Pewien czas temu umieściłem film, który powstał przy okazji seminarium ze Stephenem Selby’m na temat chińskiego łucznictwa konnego (nie będę się powtarzał, zobaczcie tu – Część pierwsza). Przy okazji prowadzący pokazywał też dwa zestawy ćwiczeń Wudang Qi Gong.
Stephen Selby
Jeden z nich pochodził z klasztoru w górach Wudang, a drugi ponoć ma coś wspólnego z Taiji i to na dokładkę ze stylem Yang.
Poniżej filmik, aha te wolne tempo wykonywania, to nie jest dowód na związki z Taiji, a po prostu slow motion.
Wudang Qi Gong
Wtedy z niczym mi się to absolutnie nie kojarzyło. Teraz widzę w tym dynamiczny odpowiednik naszego Qi Gong spiralnego. Muszę też kogoś zapytać czy przypadkiem nie praktykuje czegoś podobnego.
Jeśli podoba Ci się moja twórczość i chciałbyś mnie wspomóc w realizowaniu pasji ćwiczenia i propagowania Tai Chi możesz mieć w tym niewielki udział.
Postaw mi kawę (kliknij obok).
Dziękuję.
Fajny ten filmik 🙂 Od pewnego czasu obserwuję poczynania na youtube poczynania grupy wu dang z Niemiec,zna ich ktoś może ?
[youtube https://www.youtube.com/watch?v=tC1k7YQUWkk?rel=0&w=560&h=315%5D
Nie powiem, nie powiem…
Dla podniesienia rangi filmiku napiszę kilka słów bardziej serio niż zazwyczaj. Oczywiście jiuzhizi wywróci oczy do góry i pomyśli – „Ten dalej swoje”, ale będę musiał z tym jakoś żyć (-;
Niezmiennie śledzę badania nad tego typu Gongami. Stosunkowo niedawno wysłuchałem dyskusji panelowej z udziałem rozpoznawalnych naukowców i zainteresowany jednym z nich dotarłem do ciekawych informacji.
Profesor Jerzy Vetaulani (cytowałem go w swoim ostatnim artykule) powiedział, iż umysł i mózg można przyrównać do monety. Znaczy to, że poddając badaniom tylko reszkę stracimy z oczu orzełka (i odwrotnie). Zatem nasza jaźń stanowi pewien konglomerat…
Ciekawe jest, iż moje „badania”, o których często dyskutuję z asystentami intuicyjnie doprowadziły mnie do zbliżonych jak wyżej wniosków. Jedyną różnicę stanowi „narzędzie eksperymentu”. U mnie zamiast monety funkcjonuje symbol yin i yang.
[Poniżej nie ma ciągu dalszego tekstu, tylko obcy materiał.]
//! Behavioral specs for configuration.
//!
//! Tests that test-results correctly handles:
//! - Config discovery from the working directory
//! - Explicit config via -C and TEST_RESULTS_CONFIG
//! - Version validation and unknown key warnings

#![allow(clippy::unwrap_used, clippy::expect_used)]

use crate::prelude::*;

#[test]
fn discovered_config_selects_interpreter() {
    let temp = Project::empty();
    temp.config("[parse]\nparser = \"phpunit\"\n");

    temp.compile().fixture("phpunit.xml").args(&["out.json"]).passes();

    assert_eq!(temp.results("out.json").report()["framework"], "phpunit");
}

#[test]
fn config_found_in_parent_directory() {
    let temp = Project::empty();
    temp.config("[parse]\nname = \"From Parent\"\n");
    temp.file("nested/deeper/.keep", "");

    let mut cmd = test_results_cmd();
    cmd.args(["compile"])
        .arg(report_fixture("generic.xml"))
        .arg("out.json")
        .current_dir(temp.path().join("nested/deeper"))
        .assert()
        .success();

    assert_eq!(
        temp.results("nested/deeper/out.json").report()["name"],
        "From Parent"
    );
}

#[test]
fn detection_order_is_configurable() {
    let temp = Project::empty();
    temp.config("[parse]\ndetect = [\"golang\", \"generic\"]\n");

    temp.compile().fixture("golang.xml").args(&["out.json"]).passes();

    assert_eq!(temp.results("out.json").report()["framework"], "golang");
}

#[test]
fn flags_override_config() {
    let temp = Project::empty();
    temp.config("[parse]\nname = \"Configured\"\nsuite_prefix = \"cfg\"\n");

    temp.compile()
        .args(&["-N", "Flag"])
        .fixture("generic.xml")
        .args(&["out.json"])
        .passes();

    let results = temp.results("out.json");
    assert_eq!(results.report()["name"], "Flag");
    assert_eq!(suite_names(results.report()), ["cfg checkout"]);
}

#[test]
fn explicit_config_flag() {
    let temp = Project::empty();
    temp.file("ci/results.toml", "version = 1\n[parse]\nname = \"CI\"\n");

    temp.compile()
        .args(&["-C", "ci/results.toml"])
        .fixture("generic.xml")
        .args(&["out.json"])
        .passes();

    assert_eq!(temp.results("out.json").report()["name"], "CI");
}

#[test]
fn config_env_var_sets_path() {
    let temp = Project::empty();
    temp.file("custom.toml", "version = 1\n[parse]\nname = \"Env\"\n");
    let config_path = temp.path().join("custom.toml");

    temp.compile()
        .fixture("generic.xml")
        .args(&["out.json"])
        .env("TEST_RESULTS_CONFIG", config_path.to_str().unwrap())
        .passes();

    assert_eq!(temp.results("out.json").report()["name"], "Env");
}

#[test]
fn missing_explicit_config_is_config_error() {
    let temp = Project::empty();

    temp.compile()
        .args(&["-C", "absent.toml"])
        .fixture("generic.xml")
        .args(&["out.json"])
        .exits(2);
}

#[test]
fn unsupported_version_is_config_error() {
    let temp = Project::empty();
    temp.config("version = 2\n");

    temp.compile()
        .fixture("generic.xml")
        .args(&["out.json"])
        .exits(2)
        .stderr_has("unsupported config version 2");
}

#[test]
fn unknown_detection_entry_is_config_error() {
    let temp = Project::empty();
    temp.config("[parse]\ndetect = [\"junit5\"]\n");

    temp.compile()
        .fixture("generic.xml")
        .args(&["out.json"])
        .exits(2)
        .stderr_has("parser not found: junit5");
}

#[test]
fn unknown_keys_warn_but_succeed() {
    let temp = Project::empty();
    temp.config("colour = \"auto\"\n[parse]\nstrict = true\n");

    temp.compile()
        .fixture("generic.xml")
        .args(&["out.json"])
        .passes()
        .stderr_has("unrecognized field `colour`")
        .stderr_has("unrecognized field `parse.strict`");
}

#[test]
fn max_file_size_rejects_large_inputs() {
    let temp = Project::empty();
    temp.config("[read]\nmax_file_size = 16\n");

    temp.compile()
        .fixture("generic.xml")
        .args(&["out.json"])
        .exits(1)
        .stderr_has("file too large");
}
// SPDX-License-Identifier: MIT
// Copyright (c) 2026 Alfred Jean LLC

//! Go test reports (`go-junit-report`, `gotestsum`).

use super::ReportParser;
use crate::xml::Element;

/// Property recorded by Go JUnit converters.
const GO_VERSION_PROPERTY: &str = "go.version";

pub struct GolangParser;

impl ReportParser for GolangParser {
    fn name(&self) -> &'static str {
        "golang"
    }

    fn title(&self) -> &'static str {
        "Golang"
    }

    /// Any suite carrying a `go.version` property.
    fn applicable(&self, root: &Element) -> bool {
        std::iter::once(root)
            .chain(root.descendants())
            .filter(|e| e.tag == "testsuite")
            .flat_map(|suite| suite.children_named("properties"))
            .flat_map(|props| props.children_named("property"))
            .any(|prop| prop.attr("name") == Some(GO_VERSION_PROPERTY))
    }
}

#[cfg(test)]
#[path = "golang_tests.rs"]
mod tests;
Do czego zmierzam. Jednym z wniosków wyartykułowanych przez prof. J. Vetaulaniego po badaniach nad medytacją (także w ruchu) jest co następuje: (…) „ Zmiany obserwowane po medytacji w móżdżku mogą odpowiadać za uzdrawiające zmiany w samopoczuciu” (…).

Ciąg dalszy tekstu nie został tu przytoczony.